Learn more at today's SIR Connect Townhall, 4:45–5:45 p.m. MT.
SIR Foundation, The VIVA Foundation and Penumbra, Inc., announced the launch of the EMBOLIZE Trial, a first-of-its-kind prospective, randomized controlled trial studying the effects of ovarian vein embolization (OVE) and pelvic vein embolization (PVE) in reducing pain in women experiencing chronic pain due to pelvic venous disease (PeVD).
“Women living with chronic pelvic pain often suffer in silence because of a lack of awareness of pelvic venous disease and the minimally invasive treatment options available,” said SIR Foundation Chair Maureen P. Kohi, MD, FSIR, a member of The VIVA Foundation Board of Directors, an interventional radiologist, and chair of the department of radiology at the University of North Carolina Chapel Hill. “This study will solidify the role of OVE in the treatment of women experiencing pain from pelvic venous disease and will also provide evidence needed to ensure insurance coverage for these treatments.”
This trial is a multisociety collaboration between SIR Foundation and The VIVA Foundation, in partnership with Penumbra, Inc. An investigator-initiated clinical trial, EMBOLIZE will be led by Ronald S. Winokur, MD, FSIR, professor of clinical radiology at Weill Cornell Medicine, and Gloria M. Martinez-Salazar, MD, FSIR, associate professor of radiology at the University of North Carolina at Chapel Hill. Both will serve as the national co-principal investigators.
Inside the study
The study investigators are seeking women over the age 18 who have dilated uterine, ovarian vein or pelvic veins that are causing chronic pain. To determine efficacy, the study will compare the effect of bilateral ovarian vein and pelvic vein embolization versus placebo (venography alone) in women with symptoms and signs suggesting venous origin chronic pelvic pain. The study will compare changes in the patients’ pain scores on a visual analog scale from 4 weeks before treatment through 6 months post-treatment. Investigators will also evaluate other quality of life improvements, improvements in the pelvic vein varices, and the changes in pain medication usage. The study will last for 24 months of subject recruitment. The participating women will not be made aware of whether they were treated or just examined with venography to learn the true impact of treatment on their symptoms and the impacts the symptoms have on their lives.
The need for PeVD research
Pelvic venous disorders are treatable conditions. Commonly, PeVD occurs when enlarged veins develop in the pelvis surrounding the uterus or ovaries. This can lead to severe chronic pelvic pain.

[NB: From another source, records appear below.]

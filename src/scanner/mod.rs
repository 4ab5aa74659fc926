//! Directory traversal, file classification and change watching.
//!
//! Traversal is depth-first with entries sorted by file name so repeated
//! scans of an unchanged tree visit files in the same order. Unreadable
//! entries are logged and skipped; they never end a scan.

pub mod fingerprint;
pub mod watcher;

pub use fingerprint::{fingerprint, fingerprint_async};
pub use watcher::{FileWatcher, WatchError, WatchEvent};

use futures::stream::Stream;
use std::path::{Path, PathBuf};
use tokio::sync::mpsc;
use walkdir::WalkDir;

/// Extensions imported from local trees (`.strm` pointer files included).
pub const AUDIO_EXTENSIONS: &[&str] = &["mp3", "flac", "ogg", "wav", "m4a", "mp4", "strm"];

/// Extensions imported from WebDAV trees.
pub const REMOTE_AUDIO_EXTENSIONS: &[&str] = &["mp3", "flac", "ogg", "wav", "m4a", "mp4"];

/// Extensions treated as folder cover images.
pub const IMAGE_EXTENSIONS: &[&str] = &["jpg", "jpeg", "png", "webp"];

/// Extensions treated as sidecar lyrics.
pub const LYRICS_EXTENSIONS: &[&str] = &["lrc", "txt"];

/// What a path is, judged by its extension alone.
#[derive(Debug, Clone, Copy, PartialEq, Eq)]
pub enum FileKind {
    Audio,
    Image,
    Lyrics,
    Other,
}

/// Lowercased extension of a path, if any.
pub fn extension_lower(path: &Path) -> Option<String> {
    path.extension()
        .and_then(|e| e.to_str())
        .map(|e| e.to_lowercase())
}

/// Classify a path by extension (case-insensitive).
pub fn classify(path: &Path) -> FileKind {
    match extension_lower(path) {
        Some(ext) if AUDIO_EXTENSIONS.contains(&ext.as_str()) => FileKind::Audio,
        Some(ext) if IMAGE_EXTENSIONS.contains(&ext.as_str()) => FileKind::Image,
        Some(ext) if LYRICS_EXTENSIONS.contains(&ext.as_str()) => FileKind::Lyrics,
        _ => FileKind::Other,
    }
}

/// Check if a path has an importable audio extension.
pub fn is_audio_file(path: &Path) -> bool {
    classify(path) == FileKind::Audio
}

/// Check if a remote file name has an importable audio extension.
pub fn is_remote_audio_name(name: &str) -> bool {
    extension_lower(Path::new(name))
        .is_some_and(|ext| REMOTE_AUDIO_EXTENSIONS.contains(&ext.as_str()))
}

/// Check if a path is a `.strm` pointer file.
pub fn is_strm(path: &Path) -> bool {
    extension_lower(path).as_deref() == Some("strm")
}

/// Scans the given root directory recursively for audio files.
///
/// Returns a Stream of PathBufs in depth-first, name-sorted order. A
/// missing root yields an empty stream.
pub fn scan(root: PathBuf) -> impl Stream<Item = PathBuf> {
    let (tx, rx) = mpsc::channel(100);

    // Spawn a blocking task to perform the synchronous file system traversal
    tokio::task::spawn_blocking(move || {
        if !root.exists() {
            tracing::info!(target: "scanner", root = %root.display(), "Root does not exist, nothing to scan");
            return;
        }

        for entry in walk(&root) {
            let entry = match entry {
                Ok(entry) => entry,
                Err(e) => {
                    tracing::warn!(target: "scanner", error = %e, "Skipping unreadable entry");
                    continue;
                }
            };

            if entry.file_type().is_file() && is_audio_file(entry.path()) {
                // If the receiver is dropped, stop scanning.
                if tx.blocking_send(entry.into_path()).is_err() {
                    break;
                }
            }
        }
    });

    // Convert the mpsc Receiver into a Stream
    futures::stream::unfold(rx, |mut rx| async move {
        rx.recv().await.map(|path| (path, rx))
    })
}

/// Count importable audio files under a root.
///
/// A missing root counts as empty. A root that exists but cannot be read
/// is an error; unreadable entries below it are skipped.
pub fn count_media_files(root: &Path) -> std::io::Result<usize> {
    if !root.exists() {
        return Ok(0);
    }

    let mut count = 0;
    for entry in walk(root) {
        match entry {
            Ok(entry) => {
                if entry.file_type().is_file() && is_audio_file(entry.path()) {
                    count += 1;
                }
            }
            Err(e) if e.depth() == 0 => {
                let message = e.to_string();
                return Err(e
                    .into_io_error()
                    .unwrap_or_else(|| std::io::Error::other(message)));
            }
            Err(e) => {
                tracing::warn!(target: "scanner", error = %e, "Skipping unreadable entry");
            }
        }
    }

    Ok(count)
}

fn walk(root: &Path) -> walkdir::IntoIter {
    WalkDir::new(root)
        .follow_links(true)
        .sort_by_file_name()
        .into_iter()
}

#[cfg(test)]
mod tests {
    use super::*;
    use futures::StreamExt;
    use std::fs::File;
    use tempfile::tempdir;

    #[tokio::test]
    async fn test_scan_audio_files() {
        let dir = tempdir().unwrap();
        let root = dir.path();

        File::create(root.join("song.mp3")).unwrap();
        File::create(root.join("music.flac")).unwrap();
        File::create(root.join("remote.strm")).unwrap();
        File::create(root.join("video.mp4")).unwrap();
        File::create(root.join("notes.txt")).unwrap(); // Should be ignored
        File::create(root.join("image.png")).unwrap(); // Should be ignored
        File::create(root.join("UPPERCASE.OGG")).unwrap(); // Case-insensitive

        let subdir = root.join("subdir");
        std::fs::create_dir(&subdir).unwrap();
        File::create(subdir.join("track.wav")).unwrap();
        File::create(subdir.join("ignore.doc")).unwrap();

        let paths: Vec<PathBuf> = scan(root.to_path_buf()).collect().await;
        let file_names: Vec<String> = paths
            .iter()
            .filter_map(|p| p.file_name().and_then(|n| n.to_str()).map(|s| s.to_string()))
            .collect();

        assert_eq!(paths.len(), 6);
        assert!(file_names.contains(&"remote.strm".to_string()));
        assert!(file_names.contains(&"video.mp4".to_string()));
        assert!(file_names.contains(&"UPPERCASE.OGG".to_string()));
        assert!(file_names.contains(&"track.wav".to_string()));
        assert!(!file_names.contains(&"notes.txt".to_string()));
        assert!(!file_names.contains(&"image.png".to_string()));

        assert_eq!(count_media_files(root).unwrap(), 6);
    }

    #[tokio::test]
    async fn test_scan_order_is_deterministic() {
        let dir = tempdir().unwrap();
        for name in ["c.mp3", "a.mp3", "b.mp3"] {
            File::create(dir.path().join(name)).unwrap();
        }

        let first: Vec<PathBuf> = scan(dir.path().to_path_buf()).collect().await;
        let second: Vec<PathBuf> = scan(dir.path().to_path_buf()).collect().await;
        assert_eq!(first, second);
        assert!(first[0].ends_with("a.mp3"));
    }

    #[tokio::test]
    async fn test_missing_root_is_empty() {
        let dir = tempdir().unwrap();
        let missing = dir.path().join("nope");

        let paths: Vec<PathBuf> = scan(missing.clone()).collect().await;
        assert!(paths.is_empty());
        assert_eq!(count_media_files(&missing).unwrap(), 0);
    }

    #[test]
    fn test_classify() {
        assert_eq!(classify(Path::new("a/Song.MP3")), FileKind::Audio);
        assert_eq!(classify(Path::new("a/x.strm")), FileKind::Audio);
        assert_eq!(classify(Path::new("a/cover.JPEG")), FileKind::Image);
        assert_eq!(classify(Path::new("a/cover.webp")), FileKind::Image);
        assert_eq!(classify(Path::new("a/song.lrc")), FileKind::Lyrics);
        assert_eq!(classify(Path::new("a/song.txt")), FileKind::Lyrics);
        assert_eq!(classify(Path::new("a/readme")), FileKind::Other);
        assert!(is_strm(Path::new("x.STRM")));
    }

    #[test]
    fn test_remote_names_exclude_strm() {
        assert!(is_remote_audio_name("/dav/a.flac"));
        assert!(!is_remote_audio_name("/dav/a.strm"));
        assert!(!is_remote_audio_name("/dav/folder"));
    }
}
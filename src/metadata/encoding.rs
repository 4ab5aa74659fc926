//! Repair of mis-decoded tag text.
//!
//! Some taggers write GBK bytes into fields declared as Latin-1, so readers
//! hand back mojibake full of control characters and U+FFFD. Mapping each
//! char back to its byte and decoding as GBK recovers the original text.

use encoding_rs::GBK;

/// Whether a string shows signs of broken decoding.
///
/// Tab, newline and carriage return are legitimate; other C0 controls,
/// DEL and the replacement character are not.
pub fn is_garbled(s: &str) -> bool {
    s.chars().any(|c| {
        matches!(
            c,
            '\u{0}'..='\u{8}' | '\u{b}' | '\u{c}' | '\u{e}'..='\u{1f}' | '\u{7f}' | '\u{fffd}'
        )
    })
}

/// Try to recover GBK text from a garbled string.
///
/// Returns the input unchanged when it is not garbled or when the GBK
/// reading is empty or still garbled.
pub fn fix_encoding(s: &str) -> String {
    if s.is_empty() || !is_garbled(s) {
        return s.to_string();
    }

    // Latin-1 reading: each char keeps only its low byte, so U+FFFD
    // becomes 0xFD and stays garbled unless it really was a GBK lead byte
    let bytes: Vec<u8> = s.chars().map(|c| (u32::from(c) & 0xFF) as u8).collect();

    let (decoded, _, _) = GBK.decode(&bytes);
    if !decoded.is_empty() && !is_garbled(&decoded) && !has_private_use(&decoded) {
        tracing::debug!(target: "metadata::encoding", from = s, to = %decoded, "Repaired tag encoding");
        return decoded.into_owned();
    }

    s.to_string()
}

/// GBK's user-defined rows decode to the Private Use Area, which no real
/// tag text contains.
fn has_private_use(s: &str) -> bool {
    s.chars().any(|c| matches!(c, '\u{e000}'..='\u{f8ff}'))
}
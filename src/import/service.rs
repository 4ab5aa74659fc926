//! Import orchestration.
//!
//! A run walks INITIALIZING → PREPARING → PARSING → SUCCESS | FAILED:
//!
//! 1. **Preparing**: count local files and list WebDAV trees so progress
//!    has a total. An unreadable local root fails the run here.
//! 2. **Parsing**: local music, local audiobooks, WebDAV music, WebDAV
//!    audiobooks, in that order. A file that fails is logged and counted;
//!    it never fails the run.
//! 3. **Sweep** (full mode): trash every ACTIVE track the run did not see.
//!
//! A run holds the catalog lock from start to finish, so watcher events
//! and other runs wait for it. On success the watcher is reinstalled.

use futures::StreamExt;
use parking_lot::Mutex;
use std::collections::HashSet;
use std::path::Path;
use std::sync::Arc;
use std::time::Duration;
use uuid::Uuid;

use super::task::{
    ImportMode, ImportTask, MSG_COMPACTING, MSG_COUNTING_LOCAL, MSG_COUNTING_WEBDAV_AUDIOBOOK,
    MSG_COUNTING_WEBDAV_MUSIC, MSG_DONE, MSG_PARSING, MSG_SWEEPING, TaskRegistry, TaskStatus,
};
use crate::config::WatcherConfig;
use crate::db;
use crate::error::{Result, ResultExt};
use crate::library::{Library, Source, WatchHandle, maintenance, spawn_watcher, sweep_orphans};
use crate::metadata::ScanResult;
use crate::model::MediaType;
use crate::scanner::{self, count_media_files};
use crate::webdav::{RemoteEntry, WebDavSource};

/// Which sources a run scans.
#[derive(Debug, Clone, Copy, PartialEq, Eq)]
enum Sources {
    All,
    WebDavOnly,
}

/// Creates import tasks, runs them in the background and owns the
/// filesystem watcher.
#[derive(Clone)]
pub struct ImportService {
    library: Arc<Library>,
    tasks: Arc<TaskRegistry>,
    watcher_config: WatcherConfig,
    watcher: Arc<Mutex<Option<WatchHandle>>>,
}

impl ImportService {
    pub fn new(library: Arc<Library>, watcher_config: WatcherConfig) -> Self {
        Self {
            library,
            tasks: Arc::new(TaskRegistry::new()),
            watcher_config,
            watcher: Arc::new(Mutex::new(None)),
        }
    }

    pub fn library(&self) -> &Arc<Library> {
        &self.library
    }

    /// Start an import in the background and return its task id.
    pub fn create_task(&self, mode: ImportMode) -> String {
        self.spawn_task(mode, Sources::All)
    }

    pub fn get_task(&self, id: &str) -> Option<ImportTask> {
        self.tasks.get(id)
    }

    /// The oldest task that has not finished.
    pub fn get_running_task(&self) -> Option<ImportTask> {
        self.tasks.running()
    }

    /// Poll a task until it finishes, reporting each snapshot.
    pub async fn wait(&self, id: &str, mut on_progress: impl FnMut(&ImportTask)) -> Option<ImportTask> {
        loop {
            let task = self.tasks.get(id)?;
            on_progress(&task);
            if task.status.is_terminal() {
                return Some(task);
            }
            tokio::time::sleep(Duration::from_millis(100)).await;
        }
    }

    /// Start-up housekeeping: recalibrate episode numbers and backfill
    /// fingerprints, then import from WebDAV if the catalog is empty.
    ///
    /// Returns the id of the WebDAV task, if one was started.
    pub async fn bootstrap(&self) -> Result<Option<String>> {
        {
            let _guard = self.library.lock_catalog().await;
            if let Err(e) = maintenance::recalibrate_indices(self.library.pool()).await {
                tracing::error!(target: "import", error = %e, "Failed to recalibrate episode numbers");
            }
            if let Err(e) = maintenance::backfill_hashes(&self.library).await {
                tracing::error!(target: "import", error = %e, "Failed to backfill fingerprints");
            }
        }

        let empty = db::count_tracks(self.library.pool()).await? == 0;
        if empty && self.library.webdav_config().is_configured() {
            tracing::info!(target: "import", "Catalog is empty, starting initial WebDAV import");
            return Ok(Some(self.spawn_task(ImportMode::Incremental, Sources::WebDavOnly)));
        }
        Ok(None)
    }

    /// Install (or replace) the watcher over the library roots.
    pub fn install_watcher(&self) -> Result<()> {
        let handle = spawn_watcher(Arc::clone(&self.library), &self.watcher_config)?;
        // The previous handle finishes its queued events in the background
        *self.watcher.lock() = Some(handle);
        Ok(())
    }

    pub fn watcher_installed(&self) -> bool {
        self.watcher.lock().is_some()
    }

    fn spawn_task(&self, mode: ImportMode, sources: Sources) -> String {
        let id = Uuid::new_v4().to_string();
        self.tasks.insert(ImportTask::new(id.clone(), mode));
        tracing::info!(target: "import", task_id = %id, ?mode, "Import task created");

        let service = self.clone();
        let task_id = id.clone();
        tokio::spawn(async move {
            service.run(&task_id, mode, sources).await;
        });

        id
    }

    async fn run(&self, id: &str, mode: ImportMode, sources: Sources) {
        let library = Arc::clone(&self.library);
        let guard = library.lock_catalog().await;

        let result = match mode {
            ImportMode::Compact => self.compact(id).await,
            ImportMode::Incremental | ImportMode::Full => self.import(id, mode, sources).await,
        };
        drop(guard);

        match result {
            Ok(()) => {
                // Pollers that see SUCCESS can rely on the watcher being up
                if mode != ImportMode::Compact
                    && self.watcher_config.enabled
                    && let Err(e) = self.install_watcher()
                {
                    tracing::warn!(target: "import", error = %e, "Failed to install file watcher");
                }

                self.tasks.update(id, |t| {
                    t.status = TaskStatus::Success;
                    t.message = Some(MSG_DONE.to_string());
                });
                tracing::info!(target: "import", task_id = id, "Import finished");
            }
            Err(e) => {
                tracing::error!(target: "import", task_id = id, error = %e, "Import failed");
                self.tasks.update(id, |t| {
                    t.status = TaskStatus::Failed;
                    t.message = Some(e.to_string());
                });
            }
        }
    }

    async fn import(&self, id: &str, mode: ImportMode, sources: Sources) -> Result<()> {
        let library = &self.library;

        // Preparing
        self.set_phase(id, TaskStatus::Preparing, MSG_COUNTING_LOCAL);
        let local_total = match sources {
            Sources::All => {
                count_local(&library.roots().music).await?
                    + count_local(&library.roots().audiobook).await?
            }
            Sources::WebDavOnly => 0,
        };

        let mut remote: Vec<(MediaType, WebDavSource, Vec<RemoteEntry>)> = Vec::new();
        for (media_type, message) in [
            (MediaType::Music, MSG_COUNTING_WEBDAV_MUSIC),
            (MediaType::Audiobook, MSG_COUNTING_WEBDAV_AUDIOBOOK),
        ] {
            if let Some(source) = library.webdav_source(media_type) {
                self.tasks.update(id, |t| t.message = Some(message.to_string()));
                let source = source?;
                let entries = source.walk().await;
                remote.push((media_type, source, entries));
            }
        }
        let webdav_total: usize = remote.iter().map(|(_, _, entries)| entries.len()).sum();

        // Parsing
        self.tasks.update(id, |t| {
            t.status = TaskStatus::Parsing;
            t.message = Some(MSG_PARSING.to_string());
            t.local_total = local_total;
            t.webdav_total = webdav_total;
            t.total = local_total + webdav_total;
            t.local_current = 0;
            t.webdav_current = 0;
            t.current = 0;
        });
        tracing::info!(target: "import", task_id = id, local_total, webdav_total, "Parsing media files");

        let mut processed = HashSet::new();
        if sources == Sources::All {
            self.scan_local(id, MediaType::Music, &mut processed).await;
            self.scan_local(id, MediaType::Audiobook, &mut processed).await;
        }
        for (media_type, source, entries) in &remote {
            self.scan_webdav(id, *media_type, source, entries, &mut processed)
                .await;
        }

        if mode == ImportMode::Full {
            self.tasks.update(id, |t| t.message = Some(MSG_SWEEPING.to_string()));
            sweep_orphans(library.pool(), &processed).await?;
        }

        Ok(())
    }

    async fn scan_local(&self, id: &str, media_type: MediaType, processed: &mut HashSet<i64>) {
        let library = &self.library;
        let root = library.roots().root(media_type).to_path_buf();
        let mut paths = std::pin::pin!(scanner::scan(root));

        while let Some(path) = paths.next().await {
            match library.extractor().parse_file(&path, media_type).await {
                Some(item) => {
                    self.tasks
                        .update(id, |t| t.current_file_name = Some(display_name(&item)));
                    self.process(&item, media_type, Source::Local, processed).await;
                }
                None => {
                    tracing::debug!(target: "import", path = %path.display(), "Skipped unreadable file");
                }
            }
            self.tasks.update(id, |t| {
                t.local_current += 1;
                t.current += 1;
            });
        }
    }

    async fn scan_webdav(
        &self,
        id: &str,
        media_type: MediaType,
        source: &WebDavSource,
        entries: &[RemoteEntry],
        processed: &mut HashSet<i64>,
    ) {
        tracing::info!(target: "import", base = %source.base(), ?media_type, "Scanning WebDAV source");
        for entry in entries {
            let item = source.parse_entry(entry).await;
            self.tasks
                .update(id, |t| t.current_file_name = Some(display_name(&item)));
            self.process(&item, media_type, Source::WebDav, processed).await;
            self.tasks.update(id, |t| {
                t.webdav_current += 1;
                t.current += 1;
            });
        }
    }

    async fn process(
        &self,
        item: &ScanResult,
        media_type: MediaType,
        source: Source,
        processed: &mut HashSet<i64>,
    ) {
        match self.library.process_item(item, media_type, source).await {
            Ok(reconciled) => {
                processed.insert(reconciled.track_id);
            }
            Err(e) => {
                tracing::warn!(target: "import", path = %item.original_path.display(), error = %e, "Failed to import item");
            }
        }
    }

    async fn compact(&self, id: &str) -> Result<()> {
        self.set_phase(id, TaskStatus::Preparing, MSG_COUNTING_LOCAL);
        let total = db::get_active_tracks(self.library.pool()).await?.len();

        self.tasks.update(id, |t| {
            t.status = TaskStatus::Parsing;
            t.message = Some(MSG_COMPACTING.to_string());
            t.total = total;
            t.local_total = total;
        });
        let report = maintenance::run_all(&self.library).await?;
        tracing::info!(target: "import", task_id = id, ?report, "Catalog compacted");

        self.tasks.update(id, |t| {
            t.current = total;
            t.local_current = total;
        });
        Ok(())
    }

    fn set_phase(&self, id: &str, status: TaskStatus, message: &str) {
        self.tasks.update(id, |t| {
            t.status = status;
            t.message = Some(message.to_string());
        });
    }
}

/// Count audio files under a local root off the executor.
async fn count_local(root: &Path) -> Result<usize> {
    let owned = root.to_path_buf();
    tokio::task::spawn_blocking(move || count_media_files(&owned))
        .await?
        .with_context(format!("Failed to read library root {}", root.display()))
}

fn display_name(item: &ScanResult) -> String {
    if item.title.is_empty() {
        item.original_path
            .file_name()
            .map(|n| n.to_string_lossy().into_owned())
            .unwrap_or_default()
    } else {
        item.title.clone()
    }
}
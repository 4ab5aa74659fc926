//! Command-line interface for soundshelf.
//!
//! Runs imports, keeps the catalog in sync with a watcher, and inspects
//! or repairs the catalog.

mod commands;

pub use commands::{Cli, Commands, run_command};
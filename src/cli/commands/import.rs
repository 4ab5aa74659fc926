//! One-shot import with progress output.

use std::io::Write;
use tokio::runtime::Runtime;

use super::open_library;
use crate::config::{Config, WatcherConfig};
use crate::import::{ImportMode, ImportService, ImportTask, TaskStatus};

/// Run an import to completion, printing progress on one line.
pub fn cmd_import(rt: &Runtime, config: &Config, mode: ImportMode) -> anyhow::Result<()> {
    rt.block_on(async {
        let library = open_library(config).await?;
        // A one-shot run has nobody to keep a watcher alive for
        let watcher = WatcherConfig {
            enabled: false,
            ..config.watcher.clone()
        };
        let service = ImportService::new(library, watcher);

        let id = service.create_task(mode);
        let task = service
            .wait(&id, print_progress)
            .await
            .ok_or_else(|| anyhow::anyhow!("Import task {id} disappeared"))?;
        println!();

        match task.status {
            TaskStatus::Success => {
                println!(
                    "Import finished: {} local, {} WebDAV files",
                    task.local_current, task.webdav_current
                );
                Ok(())
            }
            _ => anyhow::bail!(
                "Import failed: {}",
                task.message.as_deref().unwrap_or("unknown error")
            ),
        }
    })
}

pub(super) fn print_progress(task: &ImportTask) {
    let message = task.message.as_deref().unwrap_or("");
    let file = task.current_file_name.as_deref().unwrap_or("");
    print!("\r[{}/{}] {} {}\x1b[K", task.current, task.total, message, file);
    let _ = std::io::stdout().flush();
}
//! Catalog maintenance passes.
//!
//! Run at service start, by the `maintain` command and by compact-mode
//! imports. Each pass is idempotent.

use serde::Serialize;
use sqlx::SqlitePool;

use super::episode::extract_episode_number;
use super::status::{propagate_album, propagate_artist};
use super::Library;
use crate::db;
use crate::error::Result;
use crate::scanner::fingerprint_async;

#[derive(Debug, Clone, Default, PartialEq, Eq, Serialize)]
pub struct MaintenanceReport {
    /// Tracks whose episode number changed
    pub recalibrated: usize,
    /// Tracks that received a fingerprint
    pub hashed: usize,
    pub albums_flipped: usize,
    pub artists_flipped: usize,
}

/// Recompute every ACTIVE track's episode number from its name.
pub async fn recalibrate_indices(pool: &SqlitePool) -> Result<usize> {
    let mut updated = 0;
    for track in db::get_active_tracks(pool).await? {
        let episode = extract_episode_number(&track.name);
        if episode != track.episode_number {
            db::set_episode_number(pool, track.id, episode).await?;
            updated += 1;
        }
    }

    tracing::info!(target: "library::maintenance", updated, "Episode numbers recalibrated");
    Ok(updated)
}

/// Fingerprint ACTIVE local tracks that have no hash yet.
///
/// Remote tracks are skipped. Missing files are logged and skipped.
pub async fn backfill_hashes(library: &Library) -> Result<usize> {
    let pool = library.pool();
    let mut hashed = 0;

    for track in db::get_active_tracks_without_hash(pool).await? {
        let Some(local) = library.resolve_local_path(&track.path) else {
            continue;
        };
        if !local.is_file() {
            tracing::warn!(target: "library::maintenance", track_id = track.id, path = %local.display(), "File missing, cannot backfill hash");
            continue;
        }

        let hash = fingerprint_async(&local).await;
        if !hash.is_empty() {
            db::set_track_hash(pool, track.id, &hash).await?;
            hashed += 1;
        }
    }

    tracing::info!(target: "library::maintenance", hashed, "Fingerprints backfilled");
    Ok(hashed)
}

/// Re-derive every album's status, then every artist's.
///
/// Returns (albums flipped, artists flipped).
pub async fn resync_statuses(pool: &SqlitePool) -> Result<(usize, usize)> {
    let mut albums = 0;
    let mut artists = 0;

    for album in db::get_all_albums(pool).await? {
        let result = propagate_album(pool, album.id).await?;
        if result.album.is_some() {
            albums += 1;
        }
        if result.artist.is_some() {
            artists += 1;
        }
    }
    for artist in db::get_all_artists(pool).await? {
        if propagate_artist(pool, artist.id).await?.is_some() {
            artists += 1;
        }
    }

    tracing::info!(target: "library::maintenance", albums, artists, "Statuses resynchronized");
    Ok((albums, artists))
}

/// All passes, in order.
pub async fn run_all(library: &Library) -> Result<MaintenanceReport> {
    let recalibrated = recalibrate_indices(library.pool()).await?;
    let hashed = backfill_hashes(library).await?;
    let (albums_flipped, artists_flipped) = resync_statuses(library.pool()).await?;

    Ok(MaintenanceReport {
        recalibrated,
        hashed,
        albums_flipped,
        artists_flipped,
    })
}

One in six women in the United States experiences chronic pelvic pain. Many conditions can cause pelvic pain, including PeVD, which may be the primary pain generator in up to 30% of women with chronic pelvic pain. Many gynecologists and pelvic pain specialists are unaware that PeVD can be the cause of pelvic pain in some patients. As a result, women with PeVD are often misdiagnosed and may receive unnecessary treatment. Because of a lack of high-quality comparative outcomes and evidence demonstrating the benefits of venous interventions to treat PeVD, venous treatments for chronic pelvic pain are often excluded from health insurance policies in the United States, which means PeVD treatments are not always covered.
Treating PeVD
PeVD can be safely and effectively treated when a woman’s doctor consults with a vascular specialist including an interventional radiologist or vascular surgeon. The care team for a woman with PeVD may also include gynecologists, urologists, gastroenterologists, mental health professionals, physical therapists and other specialists, depending on specific symptoms or conditions.
If a venous cause exists, the IR can access the enlarged veins with minimally invasive outpatient procedures and close the abnormal veins to relieve the painful pressure via embolization. After treatment, women can almost immediately return to normal activities.
The EMBOLIZE study will demonstrate the benefits of OVE and PVE in women experiencing chronic pelvic pain of a venous origin and will also provide evidence needed to support referrals by gynecologists as well as improved access to insurance coverage for these treatments.
“Patients with pelvic venous disease have few treatment options available to them,” said James F. Benenati MD, FSIR, chief medical officer at Penumbra, Inc. “Dedicated to advancing innovative therapies that address a significant unmet need, Penumbra’s support of this study will help provide clear evidence of the benefits of OVE and PVE to help patients worldwide.”